2018 DEAR CITY
EDITORIAL BOARD SELECTION

by Sonya Huber

Dear Bridgeport,

You’ve been called the “armpit of New England,” and the face you present to the world is a ragged one. The PSE&G coal plant’s candy-striped smokestack on Tongue Point at Long Island Sound, inscrutable buildings covered with scaffolding as if begging to be unbuilt. The Wheelabrator trash incinerator with its plume like a flag, down the road from public housing. They drive by and wince at you like a woman who’s been hit and ask, “Why didn’t she leave?” But here you are, the place itself, so leaving is beside the point.

What they don’t see is your memory of the Rooster River when it was the Uncowa, green artery for the Paugussett who hunted and fished and lived on Golden Hill. The English drew their lines and massacred the Pequots and took some Paugussett down with them, then sold 200 into slavery. They claimed lots and spaces and squares. The steamship came, the railroad came, industry came, the gunmakers came, Remington’s shot tower a vacant sentry now. Little Liberia, where Paugussett and freed Black men and women built their homes and worked on whaling ships and cooked for P.T. Barnum, whose elephants—honest—worked the stamping press at a toy factory in their winters off. The northeast side a ravaged silence where they once built bombs. The money’s gone somehow, the jobs are gone, and the city, left behind like a rapture of brownfields, raises its hands to be blamed by the sons of men who did the taking.

From I-95 they speed past and sneer at hollow-eyed rows of salmon-brick factory buildings laid in the 1800s, not knowing the story of phonographs, corsets, brake pads, bias seam tape, buttons: the treasures you have made. I first fell in love when I walked through a hole in the chain link to touch that old brick, saw how open and unguarded you are, how you let the Tree of Heaven grow. I joke that driving past the tops of those buildings on the way to work I will be most likely to crash not from texting, but from gazing at the faces of my friends as they change: the trees in the third-floor gutters leafing out, the purple graffiti blooming and covered with swaths of black, the boarded window, the board removed, the record of visits from new explorers bent on taking not much besides a memory.

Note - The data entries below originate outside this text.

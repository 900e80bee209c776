pub mod price_store;

pub use price_store::{PriceStore, StoreError};
use std::str::FromStr;
use std::time::Duration;

use async_trait::async_trait;
use reqwest::{Client, Url};
use rust_decimal::Decimal;
use serde_json::Value;
use tracing::debug;

use super::{QuoteError, QuoteSource};
use crate::market_data::types::Quote;

const USER_AGENT: &str = "stock-alert/0.1";

/// JSON pointer to `chart.result[0].meta.regularMarketPrice`.
const PRICE_POINTER: &str = "/chart/result/0/meta/regularMarketPrice";

/// Quote source backed by the Yahoo Finance v8 chart endpoint.
pub struct YahooQuoteSource {
    client: Client,
    base_url: Url,
}

impl YahooQuoteSource {
    /// `base_url` is validated when the configuration is loaded.
    pub fn new(base_url: Url, timeout: Duration) -> Result<Self, QuoteError> {
        let client = Client::builder()
            .timeout(timeout)
            .user_agent(USER_AGENT)
            .build()
            .map_err(|e| QuoteError::Network(e.to_string()))?;

        Ok(Self { client, base_url })
    }

    fn chart_url(&self, ticker: &str) -> Url {
        let mut url = self.base_url.clone();
        if let Ok(mut segments) = url.path_segments_mut() {
            segments
                .pop_if_empty()
                .extend(["v8", "finance", "chart", ticker]);
        }
        url.query_pairs_mut()
            .append_pair("range", "1d")
            .append_pair("interval", "1m");
        url
    }
}

#[async_trait]
impl QuoteSource for YahooQuoteSource {
    async fn fetch(&self, ticker: &str) -> Result<Quote, QuoteError> {
        let url = self.chart_url(ticker);
        debug!(%url, "requesting quote");

        let response = self
            .client
            .get(url)
            .send()
            .await
            .map_err(|e| QuoteError::Network(e.to_string()))?;

        let status = response.status();
        if !status.is_success() {
            return Err(QuoteError::Network(format!("{ticker}: provider returned {status}")));
        }

        let body = response
            .text()
            .await
            .map_err(|e| QuoteError::Network(e.to_string()))?;

        Quote::new(ticker, extract_price(&body)?)
    }

    fn name(&self) -> &str {
        "yahoo"
    }
}

/// Pulls the regular-market price out of a chart response body.
pub fn extract_price(body: &str) -> Result<Decimal, QuoteError> {
    let value: Value = serde_json::from_str(body)
        .map_err(|e| QuoteError::Parse(format!("malformed JSON: {e}")))?;

    let raw = match value.pointer(PRICE_POINTER) {
        Some(Value::Number(n)) => n.to_string(),
        Some(Value::String(s)) => s.clone(),
        Some(other) => {
            return Err(QuoteError::Parse(format!(
                "regularMarketPrice is not numeric: {other}"
            )));
        }
        None => {
            return Err(QuoteError::Parse(
                "regularMarketPrice missing from response".to_string(),
            ));
        }
    };

    Decimal::from_str(raw.trim())
        .or_else(|_| Decimal::from_scientific(raw.trim()))
        .map_err(|_| QuoteError::Parse(format!("regularMarketPrice {raw:?} is not a decimal")))
}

Standing on Golden Hill out to the shining Sound, wandering to see art at small galleries, counting Puerto Rican flags in the windows after Hurricane Maria, eating pho, walking Park Avenue, finding history where history is not marked. Your poets and protests against police violence, your fifteen-year-old Jayson Negron killed-too-young by the police, your painted steps and vintage and performance and pizza, your empty storefronts home to a bike collective, a thousand shy efforts to remake the abandoned spaces. Your “I <3 BPT” t-shirts and street-corner demonstrations protesting the Trump visit to the Klein Auditorium where MLK spoke, your face-to-face with a security guard threatening to arrest me… no, that wasn’t you, Bridgeport. That man was clearly from somewhere else. Your spoken word, your WPKN radio, your archive. Your children. Your Cape Verdean and Congo, your immigrant, your Cesar Batalla and Young Lords Party feeding the schoolchildren. Your Nanny Goat Park and Seaside, your shining calm. Your Jasper McLevy, the only socialist mayor of a major city, did you know? ’33 to ’57; imagine that.

I was born to love you, it seems: child of the Rust Belt, sent south and then up East to work, and now, honest-to-god, I live across the street from a Superfund site, which is just superfun with a “d” and we won’t imagine what that stands for. Neither of us can seem to stop, and so it makes sense that I find myself nestled beneath one of your arms, city of Industria Crescimus: by industry we thrive. By any means necessary. When I first came to Connecticut, the Gold Coast of Fairfield County glinted in the distance like Vegas hidden in clapboard, and it wasn’t for me. So I took shelter behind you, tucking into a tiny house on your opposite border. I was using you, taking shelter behind your fucked-up face, hiding in a town that reminded me of the battered and confused place where I grew up. Now under one thin arm I bend close to your heart and put my head on your shoulder. I am not afraid of the marks of work. I understand the wounds inflicted by those who have left, and I love you and every line on your face.

xoxoxox

Sonya


Sonya Huber

Sonya Huber’s new essay collection is called Pain Woman Takes Your Keys and Other Essays from a Nervous System. Her other books include Opa Nobody, Cover Me: A Health Insurance Memoir, The Evolution of Hillary Rodham Clinton and a textbook, The Backwards Research Guide for Writers. She teaches at Fairfield University and directs Fairfield’s Low-Residency MFA Program.